Chapter One: The Thing in Her Hand

Elena didn't know why she'd picked it up.

The lamp was heavier than it looked, cold despite the warmth of the fire crackling behind Elijah. It wasn't ornate—no jewels, no carvings meant to impress—just old brass, worn smooth in places as though it had been held too often by trembling hands.

"This won't change anything," Elijah said calmly. "The sacrifice will happen."

Elena's fingers tightened around the handle.

"I won't accept that," she said. "There has to be another way."

The lamp vibrated.

Just once.

Elena froze.

"Elijah," she whispered, "did you feel that?"
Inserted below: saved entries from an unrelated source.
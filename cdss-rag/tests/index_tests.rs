//! Persisted index and compression retriever behaviour.

use std::sync::Arc;

use async_trait::async_trait;
use cdss_model::{ChatModel, CompletionRequest};
use cdss_rag::{
    Chunker, CompressionRetriever, Document, FixedSizeChunker, IndexBuilder, IndexOrigin,
    LlmChainExtractor, NoOpCompressor, RagConfig,
};
use cdss_rag::testing::BagOfWordsEmbedder;

fn guideline_pages() -> Vec<Document> {
    vec![
        Document::new(
            "hf.txt#0",
            "Stages of Heart Failure. Stage A: at risk for HF. Stage B: pre-HF with structural \
             heart disease. Stage C: symptomatic HF. Stage D: advanced HF.",
        ),
        Document::new(
            "hf.txt#1",
            "Pharmacological treatment for HFrEF includes ARNi, beta blockers, MRA and SGLT2i.",
        ),
        Document::new("hf.txt#2", "Cardiac rehabilitation improves functional capacity."),
    ]
}

fn config(dir: &std::path::Path) -> RagConfig {
    RagConfig::builder().chunk_size(60).chunk_overlap(10).top_k(3).persist_dir(dir).build().unwrap()
}

#[tokio::test]
async fn second_build_loads_from_disk_without_embedding() {
    let dir = tempfile::tempdir().unwrap();
    let config = config(dir.path());
    let chunks = FixedSizeChunker::new(60, 10).split_documents(&guideline_pages());

    let first_embedder = Arc::new(BagOfWordsEmbedder::new(64));
    let first = IndexBuilder::new(&config, first_embedder.clone()).load_or_build(&chunks).await.unwrap();
    assert_eq!(first.origin(), IndexOrigin::Built);
    assert_eq!(first_embedder.embedded(), chunks.len());
    assert!(dir.path().join("guideline.json").exists());

    let second_embedder = Arc::new(BagOfWordsEmbedder::new(64));
    let second =
        IndexBuilder::new(&config, second_embedder.clone()).load_or_build(&chunks).await.unwrap();
    assert_eq!(second.origin(), IndexOrigin::Loaded);
    assert_eq!(second_embedder.embedded(), 0);
    assert_eq!(second.fingerprint(), first.fingerprint());
    assert_eq!(second.chunk_count(), first.chunk_count());

    let a = first.search("Stage C symptomatic", 2).await.unwrap();
    let b = second.search("Stage C symptomatic", 2).await.unwrap();
    let ids_a: Vec<&str> = a.iter().map(|r| r.chunk.id.as_str()).collect();
    let ids_b: Vec<&str> = b.iter().map(|r| r.chunk.id.as_str()).collect();
    assert_eq!(ids_a, ids_b);
}

#[tokio::test]
async fn changed_chunks_trigger_a_rebuild() {
    let dir = tempfile::tempdir().unwrap();
    let config = config(dir.path());
    let chunker = FixedSizeChunker::new(60, 10);
    let embedder = Arc::new(BagOfWordsEmbedder::new(64));
    let builder = IndexBuilder::new(&config, embedder.clone());

    let original = builder.load_or_build(&chunker.split_documents(&guideline_pages())).await.unwrap();

    let mut pages = guideline_pages();
    pages[2].content.push_str(" Exercise training is recommended.");
    let updated = builder.load_or_build(&chunker.split_documents(&pages)).await.unwrap();

    assert_eq!(updated.origin(), IndexOrigin::Built);
    assert_ne!(updated.fingerprint(), original.fingerprint());
}

#[tokio::test(flavor = "multi_thread", worker_threads = 4)]
async fn concurrent_builds_of_different_guidelines_share_a_directory() {
    let dir = tempfile::tempdir().unwrap();
    let config = config(dir.path());
    let chunker = FixedSizeChunker::new(60, 10);
    let chunks_a = chunker.split_documents(&guideline_pages());
    let mut pages = guideline_pages();
    pages[1].content = "Loop diuretics relieve congestion in patients with fluid retention.".into();
    let chunks_b = chunker.split_documents(&pages);

    for _ in 0..25 {
        let builder_a = IndexBuilder::new(&config, Arc::new(BagOfWordsEmbedder::new(64)));
        let builder_b = IndexBuilder::new(&config, Arc::new(BagOfWordsEmbedder::new(64)));
        let (a, b) =
            tokio::join!(builder_a.load_or_build(&chunks_a), builder_b.load_or_build(&chunks_b));
        let (a, b) = (a.unwrap(), b.unwrap());
        assert_eq!(a.fingerprint(), cdss_rag::fingerprint(&chunks_a));
        assert_eq!(b.fingerprint(), cdss_rag::fingerprint(&chunks_b));
    }

    let leftovers: Vec<_> = std::fs::read_dir(dir.path())
        .unwrap()
        .map(|entry| entry.unwrap().file_name().to_string_lossy().into_owned())
        .filter(|name| name.ends_with(".tmp"))
        .collect();
    assert!(leftovers.is_empty(), "temp files left behind: {leftovers:?}");

    // The persisted file is one whole collection, whichever write landed last.
    let persisted: serde_json::Value =
        serde_json::from_slice(&std::fs::read(dir.path().join("guideline.json")).unwrap()).unwrap();
    let (expected, count) = if persisted["fingerprint"] == cdss_rag::fingerprint(&chunks_a) {
        (cdss_rag::fingerprint(&chunks_a), chunks_a.len())
    } else {
        (cdss_rag::fingerprint(&chunks_b), chunks_b.len())
    };
    assert_eq!(persisted["fingerprint"], expected);
    assert_eq!(persisted["chunks"].as_array().unwrap().len(), count);
}

#[tokio::test]
async fn empty_chunks_without_persisted_index_fail() {
    let dir = tempfile::tempdir().unwrap();
    let err = IndexBuilder::new(&config(dir.path()), Arc::new(BagOfWordsEmbedder::new(8)))
        .load_or_build(&[])
        .await
        .unwrap_err();
    assert!(err.to_string().contains("no chunks"));
}

/// Keeps only excerpts mentioning "stage", echoing that sentence verbatim.
struct StageExtractor;

#[async_trait]
impl ChatModel for StageExtractor {
    fn name(&self) -> &str {
        "stage-extractor"
    }

    async fn complete(&self, request: CompletionRequest) -> cdss_model::Result<String> {
        let prompt = &request.messages[0].content;
        let context = prompt.split(">>>\n").nth(1).unwrap_or_default().trim();
        Ok(context
            .split(". ")
            .find(|sentence| sentence.to_lowercase().contains("stage"))
            .unwrap_or("NO_OUTPUT")
            .to_string())
    }
}

#[tokio::test]
async fn retriever_bounds_results_and_keeps_substrings() {
    let dir = tempfile::tempdir().unwrap();
    let config = config(dir.path());
    let chunks = FixedSizeChunker::new(60, 10).split_documents(&guideline_pages());
    let index = IndexBuilder::new(&config, Arc::new(BagOfWordsEmbedder::new(64)))
        .load_or_build(&chunks)
        .await
        .unwrap();

    let plain = CompressionRetriever::new(index.clone(), Arc::new(NoOpCompressor), config.top_k);
    let uncompressed = plain.retrieve("What are the stages of heart failure?").await.unwrap();
    assert_eq!(uncompressed.len(), config.top_k);

    let compressing = CompressionRetriever::new(
        index,
        Arc::new(LlmChainExtractor::new(Arc::new(StageExtractor), 0.3)),
        config.top_k,
    );
    let retrieved = compressing.retrieve("What are the stages of heart failure?").await.unwrap();

    assert!(!retrieved.is_empty());
    assert!(retrieved.len() <= uncompressed.len());
    for chunk in &retrieved {
        assert!(chunk.embedding.is_empty());
        assert!(
            chunks.iter().any(|c| c.content.contains(&chunk.content)),
            "not a substring of any chunk: {}",
            chunk.content
        );
        assert!(chunk.content.to_lowercase().contains("stage"));
    }
}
Before he could answer, the lamp grew hot—then blindingly cold—and the room dimmed, as if the light itself had leaned away from whatever was happening.

A thin stream of smoke slipped from the spout.

Then another.

Then the air tore open.

The smoke thickened, twisting upward, forming shoulders, arms, a face—human, unmistakably human. He stepped out of the smoke like a man stepping through a doorway that had always been there.

The lamp hit the floor.

He looked around, eyes sharp, curious… amused.

"Well," he said, voice warm and calm, like this wasn't the strangest thing in the world. "New world. Same rules."

Elena stared at him, heart hammering.

Elijah had already moved—standing between them, eyes dark with suspicion.

"Who are you?" Elijah demanded.

The man glanced at him, then back to Elena. Something in his expression softened—not kindness, not mercy. Interest.

He smiled.

"I'm whatever you need me to be," he said. Then, tilting his head slightly, he added:

"What are your wishes?"

Silence swallowed the room.

Elena's breath caught.

"I… I didn't—"

"You didn't mean to," he finished gently. "No one ever does."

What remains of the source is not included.